Il liber stratorum, risalente al 1304, rappresenta il più antico documento dello sviluppo urbanistico di Bormio e mette in evidenza le uniche due grandi aree occupate a quei tempi: l’area di Piazza del Kuerc e quella attorno alla Chiesa di Sant’Antonio, nel quartiere Combo. Oggi vorremmo parlarvi di questi e di altri simboli che caratterizzano Bormio.
Partiamo dall’inizio dell’area pedonale di Via Roma: lungo la via principale pavimentata da sampietrini e costeggiata da antiche case in pietra, si incontra subito una chiesa che non sempre è aperta al pubblico. Si tratta della Chiesa di Santo Spirito, la cui costruzione risale all’ XI secolo (è una delle più antiche presenti in Bormio).
Questa piccola chiesa è stata sconsacrata all’inizio dell’Ottocento dopodiché fu abbandonata per divenire dapprima un fienile, poi un deposito d’attrezzi, un dormitorio e infine un’abitazione privata. Il Comune di Bormio l’ha recentemente acquistata e restaurata. La struttura esterna è molto semplice e ancora oggi è ben visibile il rosone sotto il quale si apriva il portale per accedere alla chiesa. La parte interna è costituita da un’unica navata con volta a botte, molto semplice ma al tempo stesso impreziosita da numerosi affreschi risalenti al XIV e XVI secolo.
Proseguendo lungo via Roma si arriva in una piazza: piazza del Kuerc (che in dialetto bormino significa “coperchio”). Questo luogo risale al XIV secolo, nel pieno dell’autonomia bormina, e proprio qui si tenevano le adunanze e si amministrava la giustizia, si affiggevano alle colonne i decreti e le sentenze.
Sono caratteristici gli antichi doccioni a forma di drago che sporgono dalla gronda.
La struttura fu completamente distrutta nel 1855 da un incendio che fece perdere l’originaria capriata con travi a tortiglione fatte in cembro.
Sul retro si legge una scritta a testimonianza dell’antico passato di Contea: Libertate quam maiores peperere studeat servare posteritas (i posteri si impegnino a conservare la libertà che gli antichi conquistarono).
Dietro la piazza si erge la Torre delle Ore conosciuta anche come Bajona. Questo nome deriva dalla grande campana che un tempo era collocata all’interno della torre. I rintocchi di questa campana servivano a convocare le adunanze popolari: la campana era talmente grande che poteva essere sentita a grande distanza, raggiungendo le vallate circostanti. Inoltre, la campana suonava anche in occasione delle feste popolari, di incendi o di invasioni nemiche. La leggenda narra che con l’avvicinarsi delle truppe viscontee, ormai prossime all’invasione, per la gran foga con cui venne fatta suonare per ore, cadde dalla torre frantumandosi.

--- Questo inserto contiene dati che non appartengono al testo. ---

//! Provider registry.
//!
//! Constructs and holds all configured LLM provider instances. At startup the
//! registry reads the [`LlmConfig`], resolves authentication (env vars or
//! direct keys), and instantiates the adapter for each configured provider.

use crate::openai_compat::OpenAiCompatProvider;
use crate::traits::LlmProvider;
use std::collections::HashMap;
use std::sync::Arc;
use warden_domain::config::{LlmConfig, ProviderKind};
use warden_domain::error::Result;

/// Records a provider that failed to initialize.
#[derive(Debug, Clone)]
pub struct ProviderInitError {
    pub provider_id: String,
    pub error: String,
}

/// Mask substrings that look like API keys or bearer tokens before they
/// reach a log line.
fn mask_secrets(msg: &str) -> String {
    let mut result = msg.to_string();
    for word in msg.split(|c: char| c.is_whitespace() || c == '\'' || c == '"' || c == ',') {
        let trimmed = word.trim();
        if trimmed.len() >= 20
            && trimmed
                .chars()
                .all(|c| c.is_ascii_alphanumeric() || c == '-' || c == '_')
        {
            let masked = if trimmed.len() > 8 {
                format!("{}...{}", &trimmed[..4], &trimmed[trimmed.len() - 4..])
            } else {
                "***masked***".to_string()
            };
            result = result.replace(trimmed, &masked);
        }
    }
    result
}

/// Holds all instantiated LLM providers and role assignments.
pub struct ProviderRegistry {
    providers: HashMap<String, Arc<dyn LlmProvider>>,
    roles: HashMap<String, String>,
    init_errors: Vec<ProviderInitError>,
}

impl ProviderRegistry {
    /// Build the registry from the application's [`LlmConfig`]. Providers
    /// that fail to initialize (e.g. missing API key) are logged and
    /// skipped rather than aborting startup; see [`Self::init_errors`].
    pub fn from_config(config: &LlmConfig) -> Result<Self> {
        let mut providers: HashMap<String, Arc<dyn LlmProvider>> = HashMap::new();
        let mut init_errors: Vec<ProviderInitError> = Vec::new();

        for pc in &config.providers {
            let result: Result<Arc<dyn LlmProvider>> = match pc.kind {
                ProviderKind::OpenaiCompat => OpenAiCompatProvider::from_config(pc)
                    .map(|p| Arc::new(p) as Arc<dyn LlmProvider>),
            };

            match result {
                Ok(provider) => {
                    tracing::info!(provider_id = %pc.id, "registered LLM provider");
                    providers.insert(pc.id.clone(), provider);
                }
                Err(e) => {
                    let safe_error = mask_secrets(&e.to_string());
                    tracing::warn!(
                        provider_id = %pc.id,
                        error = %safe_error,
                        "failed to initialize LLM provider, skipping"
                    );
                    init_errors.push(ProviderInitError {
                        provider_id: pc.id.clone(),
                        error: safe_error,
                    });
                }
            }
        }

        if providers.is_empty() && !config.providers.is_empty() {
            tracing::warn!(
                failed_providers = init_errors.len(),
                "no LLM providers initialized; chat calls will fail until auth is configured"
            );
        }

        let mut roles = HashMap::new();
        for (role_name, role_cfg) in &config.roles {
            roles.insert(role_name.clone(), role_cfg.model.clone());
        }

        Ok(Self {
            providers,
            roles,
            init_errors,
        })
    }

    pub fn get(&self, provider_id: &str) -> Option<Arc<dyn LlmProvider>> {
        self.providers.get(provider_id).cloned()
    }

    /// Role config stores "provider_id/model_name"; split on '/' and look
    /// up the provider by the first segment.
    pub fn for_role(&self, role: &str) -> Option<Arc<dyn LlmProvider>> {
        let model_spec = self.roles.get(role)?;
        let provider_id = model_spec.split('/').next().unwrap_or(model_spec);
        self.providers.get(provider_id).cloned()
    }

    pub fn model_for_role(&self, role: &str) -> Option<&str> {
        self.roles.get(role).map(|s| s.as_str())
    }

    pub fn iter(&self) -> impl Iterator<Item = (&String, &Arc<dyn LlmProvider>)> {
        self.providers.iter()
    }

    pub fn len(&self) -> usize {
        self.providers.len()
    }

    pub fn is_empty(&self) -> bool {
        self.providers.is_empty()
    }

    pub fn list_providers(&self) -> Vec<String> {
        let mut ids: Vec<String> = self.providers.keys().cloned().collect();
        ids.sort();
        ids
    }

    pub fn list_roles(&self) -> HashMap<String, String> {
        self.roles.clone()
    }

    pub fn init_errors(&self) -> &[ProviderInitError] {
        &self.init_errors
    }
}
#[allow(clippy::too_many_arguments)]
async fn execute_tool_calls(
    deps: &TurnDeps,
    job_id: &str,
    conversation_id: &str,
    input: &TurnInput,
    calls: &[tool::ToolCall],
    loop_state: &mut LoopState,
    notes: &mut StepNotes,
    cancel: &CancelToken,
) -> ToolBatchOutcome {
    let (delegate_calls, sequential_calls): (Vec<_>, Vec<_>) =
        calls.iter().cloned().partition(|c| c.tool_name == "delegate_task");

    let ctx = ToolContext {
        job_id: Some(job_id.to_string()),
        conversation_id: Some(conversation_id.to_string()),
        headless: input.headless,
        ask_user_default: input.ask_user_default.clone(),
        cancel: cancel.clone(),
    };

    for call in &sequential_calls {
        if cancel.is_cancelled() {
            return ToolBatchOutcome::Cancelled;
        }

        if let Err(reason) = deps.tools.validate_required(&call.tool_name, &call.arguments) {
            persist_tool_result(deps, conversation_id, &call.call_id, json!({"error": reason}).to_string(), true);
            continue;
        }

        record_call(deps, job_id, loop_state, notes, call);

        log_tool_activity(
            deps,
            job_id,
            ActivityType::TOOL_CALL,
            &call.tool_name,
            truncate_str(&call.arguments.to_string(), 200),
            Some(call.arguments.clone()),
            false,
        );

        let result = deps.tools.call(&call.tool_name, call.arguments.clone(), &ctx).await;
        let (content, is_error) = match result {
            Ok(v) => (v.to_string(), false),
            Err(e) => (e.to_string(), true),
        };

        if !is_error {
            if let Ok(v) = serde_json::from_str::<Value>(&content) {
                if v.get("stop_execution").and_then(Value::as_bool) == Some(true) {
                    let question = v.get("question").and_then(Value::as_str).unwrap_or("").to_string();
                    let options = v.get("options").cloned();
                    return ToolBatchOutcome::AskUser { question, options };
                }
            }
        }

        log_tool_activity(
            deps,
            job_id,
            ActivityType::TOOL_RESULT,
            &call.tool_name,
            truncate_str(&content, 200),
            Some(json!({"full": content})),
            is_error,
        );
        persist_tool_result(deps, conversation_id, &call.call_id, content, is_error);

        if let Some(stop) = check_limits(deps, job_id, loop_state, notes, &call.tool_name) {
            return stop;
        }
    }

    if !delegate_calls.is_empty() {
        if cancel.is_cancelled() {
            return ToolBatchOutcome::Cancelled;
        }
        for call in &delegate_calls {
            record_call(deps, job_id, loop_state, notes, call);
            log_tool_activity(deps, job_id, ActivityType::DELEGATE_START, &call.tool_name, truncate_str(&call.arguments.to_string(), 200), None, false);
        }

        let futures = delegate_calls.iter().map(|call| {
            let task = call
                .arguments
                .get("task")
                .and_then(Value::as_str)
                .unwrap_or_default()
                .to_string();
            let router = deps.router.clone();
            let tools = deps.tools.clone();
            let cancel = cancel.clone();
            async move { subagent::run_subagent(SubagentKind::Delegate, &task, &router, &tools, &cancel).await }
        });
        let results = futures_util::future::join_all(futures).await;

        for (call, result) in delegate_calls.iter().zip(results) {
            let is_error = result.status != SubagentStatus::Success;
            let content = serde_json::to_string(&result).unwrap_or_default();
            log_tool_activity(
                deps,
                job_id,
                ActivityType::DELEGATE_END,
                &call.tool_name,
                truncate_str(&result.output, 200),
                Some(json!({"full": result.output})),
                is_error,
            );
            persist_tool_result(deps, conversation_id, &call.call_id, content, is_error);

            if let Some(stop) = check_limits(deps, job_id, loop_state, notes, &call.tool_name) {
                return stop;
            }
        }
    }

    ToolBatchOutcome::Continue
}

fn record_call(deps: &TurnDeps, job_id: &str, loop_state: &mut LoopState, notes: &mut StepNotes, call: &tool::ToolCall) {
    loop_state.record_tool_call(&call.tool_name);

    let sig = tool_signature(&call.tool_name, &call.arguments);
    if loop_state.last_tool_signature.as_deref() == Some(&sig) {
        loop_state.consecutive_same_tool += 1;
    } else {
        loop_state.consecutive_same_tool = 1;
        loop_state.last_tool_signature = Some(sig.clone());
    }

    let dup_key = duplicate_signature(&call.tool_name, &call.arguments);
    if loop_state.tool_cache.contains_key(&dup_key) {
        log_tool_activity(deps, job_id, ActivityType::DUPLICATE_TOOL, &call.tool_name, "identical call seen before".into(), None, false);
    } else {
        loop_state.tool_cache.insert(dup_key, sig);
    }

    if limits::RESEARCH_TRIGGER_TOOLS.contains(&call.tool_name.as_str())
        && !loop_state.research_file_created
        && loop_state.tool_counts.get(&call.tool_name).copied().unwrap_or(0) > limits::RESEARCH_MODE_THRESHOLD
    {
        loop_state.research_file_created = true;
        log_tool_activity(deps, job_id, ActivityType::RESEARCH_MODE, &call.tool_name, "switching to research-artifact mode".into(), None, false);
        notes.push(
            "You have made several investigative tool calls. From now on, keep a running list of \
             findings in a file under the workspace so nothing is lost if the conversation is \
             summarized."
                .to_string(),
        );
    }
}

Le campane attualmente presenti sono ricavate dalla fusione di quell’unica enorme e antica campana.
Sulla sua facciata, oggi completamente restaurata, è possibile ammirare una meridiana e un affresco raffigurante l’antico stemma del Comune di Bormio.
Spostandosi verso il torrente Frodolfo, si incontra l’antico Ponte di Combo. Nel 1300 era l’unica via di entrata e uscita da Bormio per tutti coloro che giungevano dalla Repubblica di Venezia attraverso il Passo Gavia. Qui infatti era situata una dogana.
Venne restaurato nel 1771, ma queste operazioni hanno mantenuto perfettamente la struttura originaria. Sulla sommità del ponte sono situate due edicole votive, una di fronte all’altra: sono raffigurati San Giovanni Nepomuceno e il trasposto della Santa Croce nella cittadina spagnola di Bellpuig.
Proseguendo oltre il Ponte di Combo, girate a sinistra e, dopo una breve salita, vi ritroverete davanti la Chiesa di Sant’Antonio (o del Santissimo Crocifisso di Bormio – nome derivante dalla reliquia posta all’interno). Costruita nel 1356, la chiesa si presenta con una facciata a capanna arricchita da due lesene laterali.
Anche l’interno della chiesa è molto semplice: una navata sola e il presbiterio a pianta quadrata. Gli affreschi risalgono al XVII secolo.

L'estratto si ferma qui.